Reputation: 15559
I have come across DB architecture which does not feel right to me. It is for a small team of developers... I would appreciate any opinion on this design.
This is a simplified description of the system. All of the 3rd NF databases (Client, Accounting, Rate, Exposure)
We have 4 Normal Form DBs:
• Client DB: maintain client & organisation info
• Rate DB: getting exchange rates from a 3rd party system
• Exposure DB: contacting a 3rd party system for getting our bank account and trade info
• Accounting DB: further calculation on the financial risk and forecasting
We have the following databases for data wharehousing
• SQL Server Analysis Services: Star Schema
• Cube
Database Split: Our 4 Databases (Client, Rate, Exposure, Accounting) are split amount 4 SQL Servers, but they all run on the same physical server. These databases need the data from eachother, for example we have an Organisation Table which is used in all DBs… or Rates are needed in other DBs.
Analysis Services: We have a star schema and Analysis Services. My understanding is that Data Vault could be used as a source for generating Start Schema…. But we are not using our Data Vault for that purpose. We use SSIS to read the data directly from Client, Rate, Exposure and Accounting DBs and populate start schema directly.
Question:
Is Splitting databases a good idea when we need to use the data within those splitted Databases?
Is there a good Source/Blog to explain when it is a good idea for splitting a database?
Is copying tables from source database to destination database a good solution? I feel cross DB queries would be much more simple and efficient than copying so many tables into multiple DBa.
Upvotes: 2
Views: 2311
Reputation: 29629
There's a common challenge in designing solutions that cross domain boundaries. If you have a single database with every domain object, everything becomes dependent on each other; if you have lots of independent databases, you have to deal with cross-domain queries.
The most up-to-date thinking on this is the concept of micro services and CQRS. Arguably, your design is a primitive form of this design solution, with the "data vault" acting as a broker.
The decision the microservices architecture enforces is "independence is more important than efficiency". Each microservice (and underlying data store) can do what makes sense, and move at its own speed without worrying about dependencies. The price for that is a more complex solution, especially when dealing with data dependencies.
Upvotes: 2
Reputation: 26454
Whether something is a good idea is a question of opinion. What is less so is a question of what the tradeoffs are, and here I can discuss those.

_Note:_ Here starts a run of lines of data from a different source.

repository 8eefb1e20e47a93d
use std::path::PathBuf;

use thiserror::Error;

#[derive(Debug, Error)]
pub enum ConfigError {
    #[error("{} is corrupt, please delete or fix the file ({})", path.display(), source)]
    Corrupt {
        path: PathBuf,
        #[source]
        source: serde_json::Error,
    },

    #[error("failed to access config file {}: {}", path.display(), source)]
    Io {
        path: PathBuf,
        #[source]
        source: std::io::Error,
    },

    #[error("failed to encode config: {0}")]
    Encode(#[from] serde_json::Error),
}

#[derive(Debug, Error)]
pub enum SearchError {
    #[error("network error: {0}")]
    Network(String),

    #[error("unexpected response format: {0}")]
    Format(String),
}

#[derive(Debug, Error)]
pub enum SubmissionError {
    #[error("{0}")]
    Validation(String),

    #[error("failed to save config: {0}")]
    Config(#[from] ConfigError),

    #[error("search failed: {0}")]
    Search(#[from] SearchError),
}

#[derive(Debug, Error)]
pub enum ExportError {
    #[error("failed to write {}: {}", path.display(), source)]
    Io {
        path: PathBuf,
        #[source]
        source: std::io::Error,
    },

    #[error("failed to encode csv: {0}")]
    Csv(#[from] csv::Error),
}
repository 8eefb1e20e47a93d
pub mod interfaces;
pub mod models;
pub mod orchestrators;
mod search_page_fetcher;

pub use search_page_fetcher::SearchPageFetcher;
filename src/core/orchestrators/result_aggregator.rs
use std::sync::Arc;

use crate::core::interfaces::adapters::SearchPageFetcher;
use crate::core::models::{SearchConfig, SearchError, SearchResponse};
use crate::global_constants;

pub struct ResultAggregator {
    page_fetcher: Arc<dyn SearchPageFetcher>,
}

impl ResultAggregator {
    pub fn new(page_fetcher: Arc<dyn SearchPageFetcher>) -> Self {
        Self { page_fetcher }
    }

    /// Fetches every page the first response declares and concatenates them in
    /// page order. The first failing page aborts the whole search.
    pub async fn aggregate(&self, config: &SearchConfig) -> Result<SearchResponse, SearchError> {
        log::info!(
            "{} Searching for {:?} (last {} days)",
            global_constants::LOG_TAG_AGGREGATOR,
            config.query,
            config.day_restrict
        );

        let first_page = self
            .page_fetcher
            .fetch_page(config, page_start_for(1))
            .await?;
        let mut response = SearchResponse::from_first_page(first_page);

        let page_count = page_count_for(response.total_results);
        log::debug!(
            "{} totalResults={}, fetching {} page(s)",
            global_constants::LOG_TAG_AGGREGATOR,
            response.total_results,
            page_count
        );

        for page in 2..=page_count {
            let page_start = page_start_for(page);
            match self.page_fetcher.fetch_page(config, page_start).await {
                Ok(next_page) => response.append_page(next_page),
                Err(error) => {
                    log::warn!(
                        "{} Page {} (start={}) failed, discarding {} earlier record(s): {}",
                        global_constants::LOG_TAG_AGGREGATOR,
                        page,
                        page_start,
                        response.records.len(),
                        error
                    );
                    return Err(error);
                }
            }
        }

        log::info!(
            "{} Collected {} record(s) of {} declared",
            global_constants::LOG_TAG_AGGREGATOR,
            response.records.len(),
            response.total_results
        );

        Ok(response)
    }
}

fn page_count_for(total_results: u64) -> u64 {
    total_results
        .div_ceil(global_constants::RESULTS_PER_PAGE)
        .clamp(1, global_constants::MAX_RESULT_PAGES)
}

fn page_start_for(page: u64) -> u64 {
    (page - 1) * global_constants::RESULTS_PER_PAGE + 1
}
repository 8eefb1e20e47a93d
use async_trait::async_trait;

use crate::core::models::{SearchConfig, SearchError, SearchPage};

#[async_trait]
pub trait SearchPageFetcher: Send + Sync {
    /// Fetches the page whose first result sits at the 1-based `page_start`.
    async fn fetch_page(
        &self,
        config: &SearchConfig,
        page_start: u64,
    ) -> Result<SearchPage, SearchError>;
}
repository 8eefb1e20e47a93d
#[derive(Debug, Clone, PartialEq, Eq)]
pub struct ResultRecord {
    pub title: String,
    pub link: String,
    pub snippet: String,
    pub published_date: Option<String>,
}

impl ResultRecord {
    pub fn new(
        title: impl Into<String>,
        link: impl Into<String>,
        snippet: impl Into<String>,
        published_date: Option<String>,
    ) -> Self {
        Self {
            title: title.into(),
            link: link.into(),
            snippet: snippet.into(),
            published_date,
        }
    }
}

Splitting databases between departments gives departments greater freedom in deciding their domain models. One of the valid insights of the DDD school of thought is that teams form bounded contexts which may use vocabulary in a way slightly different than others. If giving the various teams more flexibility in deciding their own terminology and data models is a positive thing, that is going for this.
On the other hand, there are a number of performance drawbacks. Each system knows less about the data distribution in each database, and therefore is less able to effectively plan. Cross-node joins are always expensive. So you get some real downsides as well.
I think copying data tends to work against the bounded context advantages of division btw and that is a warning. But then this is a tradeoff between autonomy and performance.